Let's take a look. And just for the record, since he's gotten some stick from customers about screens advertised here on the blog and on Facebook, Roberto advised me to keep the default theme so that everyone can see what it looks like out-of-the-box. Later, I'll show the steps I took to install a custom icon (Papirus) theme. And as a note, all shots and steps taken were from a Live session on my test box, an Quad2 Core Optiplex 780, 8 GB RAM, 320 GB RAID0.
Here's the default desktop, single panel on top, Home, Removeable devices, Trash and Installer on the the left :
The Live session loads quickly, applications in the Panel (Thunar, Libreoffice 5.1, Rhythmbox, Firefox 52.1 ESR) are designed for the Enterprise user - no surprises, work that needs to be done gets done.

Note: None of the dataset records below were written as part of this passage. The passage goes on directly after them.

//! OpenAI-compatible API provider
//!
//! Used for providers that implement the OpenAI chat completions API:
//! - OpenRouter
//! - Cerebras
//! - And others

use async_trait::async_trait;
use reqwest::Client;
use serde::{Deserialize, Serialize};

use super::sse::fragments_from_sse;
use super::{error_for_status, retry_after};
use crate::error::{LlmError, Result};
use crate::provider::{LlmProvider, LlmRequest, TextFragment, TextStream};

/// Provider for OpenAI-compatible APIs
pub struct OpenAICompatibleProvider {
    model: String,
    base_url: String,
    api_key: String,
    name: &'static str,
    client: Client,
}

impl OpenAICompatibleProvider {
    /// Create a new OpenAI-compatible provider
    pub fn new(model: &str, base_url: &str, api_key: String, name: &'static str) -> Result<Self> {
        let client = Client::new();

        Ok(Self {
            model: model.to_string(),
            base_url: base_url.trim_end_matches('/').to_string(),
            api_key,
            name,
            client,
        })
    }

    /// Create an OpenRouter provider
    pub fn openrouter(model: &str, api_key: String, base_url: Option<&str>) -> Result<Self> {
        Self::new(
            model,
            base_url.unwrap_or("https://openrouter.ai/api/v1"),
            api_key,
            "OpenRouter",
        )
    }

    /// Create a Cerebras provider
    pub fn cerebras(model: &str, api_key: String, base_url: Option<&str>) -> Result<Self> {
        Self::new(
            model,
            base_url.unwrap_or("https://api.cerebras.ai/v1"),
            api_key,
            "Cerebras",
        )
    }

    fn build_request(&self, request: &LlmRequest) -> ChatCompletionRequest {
        let mut messages = Vec::new();

        if let Some(system) = &request.system_prompt {
            messages.push(Message {
                role: "system".to_string(),
                content: system.clone(),
            });
        }

        messages.push(Message {
            role: "user".to_string(),
            content: request.prompt.clone(),
        });

        ChatCompletionRequest {
            model: self.model.clone(),
            messages,
            stream: true,
            max_tokens: request.max_tokens,
            temperature: request.temperature,
        }
    }
}

// OpenAI API request/response types

#[derive(Debug, Serialize)]
struct ChatCompletionRequest {
    model: String,
    messages: Vec<Message>,
    stream: bool,
    #[serde(skip_serializing_if = "Option::is_none")]
    max_tokens: Option<u32>,
    #[serde(skip_serializing_if = "Option::is_none")]
    temperature: Option<f32>,
}

#[derive(Debug, Serialize)]
struct Message {
    role: String,
    content: String,
}

#[derive(Debug, Deserialize)]
struct ChatCompletionChunk {
    #[serde(default)]
    choices: Vec<ChunkChoice>,
}

#[derive(Debug, Deserialize)]
struct ChunkChoice {
    delta: Delta,
}

#[derive(Debug, Deserialize)]
struct Delta {
    content: Option<String>,
}

#[derive(Debug, Deserialize)]
struct ErrorResponse {
    error: ApiError,
}

#[derive(Debug, Deserialize)]
struct ApiError {
    message: String,
}

fn parse_chunk(data: &str) -> Option<Result<TextFragment>> {
    if data == "[DONE]" {
        return None;
    }

    // Some gateways report failures inside the stream
    if let Ok(error_response) = serde_json::from_str::<ErrorResponse>(data) {
        return Some(Err(LlmError::Stream(error_response.error.message)));
    }

    match serde_json::from_str::<ChatCompletionChunk>(data) {
        Ok(chunk) => Some(Ok(TextFragment {
            text: chunk.choices.into_iter().next().and_then(|c| c.delta.content),
        })),
        Err(e) => Some(Err(LlmError::Stream(format!(
            "Failed to parse chunk: {}",
            e
        )))),
    }
}

#[async_trait]
impl LlmProvider for OpenAICompatibleProvider {
    async fn stream(&self, request: LlmRequest) -> Result<TextStream> {
        let chat_request = self.build_request(&request);

        let url = format!("{}/chat/completions", self.base_url);

        let response = self
            .client
            .post(&url)
            .header("Authorization", format!("Bearer {}", self.api_key))
            .header("Content-Type", "application/json")
            .json(&chat_request)
            .send()
            .await
            .map_err(|e| LlmError::ApiError {
                message: format!("Request failed: {}", e),
                status_code: None,
            })?;

        let status = response.status();
        if !status.is_success() {
            let retry_after = retry_after(&response);
            let error_text = response.text().await.unwrap_or_default();
            let message =
                if let Ok(error_response) = serde_json::from_str::<ErrorResponse>(&error_text) {
                    error_response.error.message
                } else {
                    error_text
                };

            return Err(error_for_status(status, message, retry_after));
        }

        Ok(fragments_from_sse(response.bytes_stream(), parse_chunk))
    }

    fn name(&self) -> &'static str {
        self.name
    }

    fn model(&self) -> &str {
        &self.model
    }
}

#[cfg(test)]
mod tests {
    use super::*;

    #[test]
    fn test_build_request_enables_streaming() {
        let provider = OpenAICompatibleProvider::openrouter("some/model", "key".into(), None).unwrap();
        let request = LlmRequest {
            system_prompt: Some("You translate.".into()),
            ..LlmRequest::new("Translate")
        };

        let json = serde_json::to_value(provider.build_request(&request)).unwrap();
        assert_eq!(json["stream"], true);
        assert_eq!(json["model"], "some/model");
        assert_eq!(json["messages"][0]["role"], "system");
        assert_eq!(json["messages"][1]["content"], "Translate");
        assert!(json.get("max_tokens").is_none());
    }

    #[test]
    fn test_custom_base_url_is_trimmed() {
        let provider =
            OpenAICompatibleProvider::cerebras("llama", "key".into(), Some("http://proxy/v1/")).unwrap();
        assert_eq!(provider.base_url, "http://proxy/v1");
        assert_eq!(provider.name(), "Cerebras");
    }

    #[test]
    fn test_parse_chunk_delta() {
        let data = r#"{"id":"x","choices":[{"index":0,"delta":{"content":"Bonjour"}}]}"#;
        assert_eq!(
            parse_chunk(data).unwrap().unwrap(),
            TextFragment::text("Bonjour")
        );
    }

    #[test]
    fn test_parse_chunk_role_only_delta_has_no_text() {
        let data = r#"{"choices":[{"index":0,"delta":{"role":"assistant"}}]}"#;
        assert_eq!(parse_chunk(data).unwrap().unwrap(), TextFragment::empty());
    }

    #[test]
    fn test_parse_chunk_done_and_error() {
        assert!(parse_chunk("[DONE]").is_none());

        let err = parse_chunk(r#"{"error":{"message":"quota exceeded"}}"#)
            .unwrap()
            .unwrap_err();
        assert_eq!(err.to_string(), "Stream error: quota exceeded");
    }
}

The kernel is current 4.8 stable :
Xfce is lean and mean, light on the hardware even while doing some blogging and browsing and installing icedtea-8-plugin through apt.
And to keep it up-to-date, without interruptions, BL 11 Xfce feature the Ksplice Uptrack Manager for on-the-fly no-reboot-required OS and security patches :
Speed and responsiveness are excellent. Suspend works smoothly. BTRFS is an installable filesystem option in v 11, supporting snapshots. AC wireless and the 5 GhZ band are quickly recognized and speed is very good, unusual among distros I've tested. Why exactly? I don't know. Ask Roberto J. Dohnert; if he's had enough Starbucks' coffee or you offer to initiate a support contract, he may be forthcoming.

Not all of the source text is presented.